II. Why Modify Magnesium Hydroxide?
It is important to note that compared to halogenated flame retardants, achieving the same flame-retardant effect with magnesium hydroxide typically requires a filler loading of over 50%. This is because magnesium hydroxide, being an inorganic compound, has poor surface compatibility with polymer matrices. Moreover, such a high filler loading in polymer materials can negatively impact the mechanical properties of the resulting composite.
Therefore, the Tengmei R&D team conducts surface modification treatment on magnesium hydroxide products to effectively improve the dispersibility of its powder and its compatibility with polymer matrices. This process also enhances the surface activity of the particles to a certain extent, ensuring that the mechanical properties of the filled material do not decrease and may even improve in some cases.

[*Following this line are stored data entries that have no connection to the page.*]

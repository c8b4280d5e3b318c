//! Loading frames from JSON transaction exports.

use std::io::Read;

use chrono::NaiveDate;
use serde_json::{Map, Value as Json};
use spendcat_core::{Result, SpendcatError};

use super::{Frame, Value};

const DATE_FORMAT: &str = "%Y-%m-%d";

/// Reads a JSON array of flat objects into a [`Frame`].
///
/// Columns are the union of all object keys in first-seen order; keys absent
/// from an object become [`Value::Missing`]. Strings in `date_column` are
/// parsed as `YYYY-MM-DD` dates.
///
/// # Errors
///
/// - [`SpendcatError::Serialization`] if the input is not a JSON array of objects.
/// - [`SpendcatError::TypeMismatch`] for booleans, arrays or nested objects.
/// - [`SpendcatError::InvalidValue`] for an unparseable date.
pub fn read_records<R: Read>(reader: R, date_column: &str) -> Result<Frame> {
    let records: Vec<Map<String, Json>> =
        serde_json::from_reader(reader).map_err(|e| SpendcatError::Serialization(e.to_string()))?;

    let mut columns: Vec<String> = Vec::new();
    for record in &records {
        for key in record.keys() {
            if !columns.contains(key) {
                columns.push(key.clone());
            }
        }
    }

    let mut frame = Frame::new(columns.iter().cloned());
    for record in &records {
        let row = columns
            .iter()
            .map(|column| match record.get(column) {
                Some(json) => convert(column, json, column == date_column),
                None => Ok(Value::Missing),
            })
            .collect::<Result<Vec<_>>>()?;
        frame.push_row(row)?;
    }

    Ok(frame)
}

fn convert(column: &str, json: &Json, is_date: bool) -> Result<Value> {
    match json {
        Json::Null => Ok(Value::Missing),
        Json::String(s) if is_date => NaiveDate::parse_from_str(s, DATE_FORMAT)
            .map(Value::Date)
            .map_err(|e| SpendcatError::InvalidValue {
                message: format!("column `{}`: bad date `{}`: {}", column, s, e),
            }),
        Json::String(s) => Ok(Value::Text(s.clone())),
        Json::Number(n) => n.as_f64().map(Value::Number).ok_or_else(|| SpendcatError::InvalidValue {
            message: format!("column `{}`: number {} out of range", column, n),
        }),
        other => Err(SpendcatError::TypeMismatch {
            column: column.to_string(),
            expected: "text, number or null".into(),
            got: other.to_string(),
        }),
    }
}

III. Modification Methods for Magnesium Hydroxide Products
Magnesium hydroxide is typically modified using surface modification methods, mainly including dry and wet methods. Generally, the dry method is employed for treatment. The dry modification process involves adding dry magnesium hydroxide to an appropriate amount of inert solvent. Then, a coupling agent diluted with an appropriate amount of inert solvent is sprayed onto the magnesium hydroxide powder. The mixture is then stirred and mixed in a low-speed kneader for modification treatment. Wet surface treatment involves directly adding a surface treatment agent or dispersant to a suspension of the inorganic flame retardant to perform surface treatment.

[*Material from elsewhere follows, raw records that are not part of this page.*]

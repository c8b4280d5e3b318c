pub mod encoder;
pub mod naive_bayes;

pub use encoder::TokenDictionary;
pub use naive_bayes::{ModelState, NaiveBayes, SavedModel};
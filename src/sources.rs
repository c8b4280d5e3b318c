//! Seams to the collaborators that feed the classifier.

use spendcat_core::{Label, Result};

use crate::datasets::Frame;

/// Supplies labelled transactions for training.
///
/// The frame must contain at least one text column and the target column;
/// numeric columns are optional.
pub trait TrainingSource {
    fn training_frame(&self) -> Result<Frame>;
}

impl TrainingSource for Frame {
    fn training_frame(&self) -> Result<Frame> {
        Ok(self.clone())
    }
}

/// Supplies the canonical list of selectable categories.
///
/// The list is taken as is; it is neither owned nor validated here.
pub trait CategoryVocabulary {
    fn categories(&self) -> Vec<Label>;
}

impl CategoryVocabulary for Vec<String> {
    fn categories(&self) -> Vec<Label> {
        self.clone()
    }
}

impl CategoryVocabulary for [String] {
    fn categories(&self) -> Vec<Label> {
        self.to_vec()
    }
}
pub mod datasets;
pub mod io;
pub mod logging;
pub mod metrics;
pub mod preprocessors;
pub mod service;
pub mod sources;

// Re-export public API
pub use spendcat_core::*;
pub use spendcat_models::{ModelState, NaiveBayes, TokenDictionary, encoder, naive_bayes};

pub use datasets::{Frame, Value};
pub use metrics::{Evaluation, evaluate};
pub use preprocessors::FieldBag;
pub use service::{CategoryPredictor, Prediction};
pub mod field_bag;

pub use field_bag::FieldBag;
use crate::Float;

/// Computes the `q`-th **percentile** of `values` with linear interpolation.
///
/// The values are sorted and the percentile is read at fractional position
/// `q / 100 · (n − 1)`, interpolating between the two closest ranks. For
/// `q = 50` this is the usual median: the middle value for odd `n`, the mean
/// of the two middle values for even `n`.
///
/// # Parameters
///
/// - `values`: Sample values, in any order.
/// - `q`: Percentile in `[0, 100]`. Values outside the range are clamped.
///
/// # Returns
///
/// - The interpolated percentile.
/// - `None` if `values` is empty.
///
/// # Examples
///
/// ```rust
/// use spendcat_core::stats::percentile;
///
/// assert_eq!(percentile(&[3.0, 1.0, 2.0], 50.0), Some(2.0));
/// assert_eq!(percentile(&[0.0, 1.0], 50.0), Some(0.5));
/// ```
pub fn percentile(values: &[Float], q: Float) -> Option<Float> {
    if values.is_empty() {
        return None;
    }

    let mut sorted = values.to_vec();
    sorted.sort_by(Float::total_cmp);

    let pos = (q.clamp(0.0, 100.0) / 100.0) * (sorted.len() - 1) as Float;
    let lo = pos.floor() as usize;
    let hi = pos.ceil() as usize;
    let frac = pos - lo as Float;

    Some(sorted[lo] + (sorted[hi] - sorted[lo]) * frac)
}

/// Computes the **weighted mean** `Σ vᵢ wᵢ / Σ wᵢ`.
///
/// # Returns
///
/// - `None` if the slices differ in length or the weights sum to zero.
///
/// # Examples
///
/// ```rust
/// use spendcat_core::stats::weighted_mean;
///
/// let mean = weighted_mean(&[1.0, 0.0], &[3.0, 1.0]).unwrap();
/// assert!((mean - 0.75).abs() < 1e-12);
/// ```
pub fn weighted_mean(values: &[Float], weights: &[Float]) -> Option<Float> {
    if values.len() != weights.len() {
        return None;
    }

    let total: Float = weights.iter().sum();
    if total == 0.0 {
        return None;
    }

    let sum: Float = values.iter().zip(weights).map(|(v, w)| v * w).sum();
    Some(sum / total)
}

Alternatively, a refinement method can be used to pulverize the magnesium hydroxide powder, reducing the particle size as much as possible to the nanometer scale. This increases the contact area between the flame retardant and the polymer matrix, enhances the affinity between magnesium hydroxide and the polymer, and improves their compatibility. The goal is to reduce the amount of flame retardant needed while increasing its efficiency.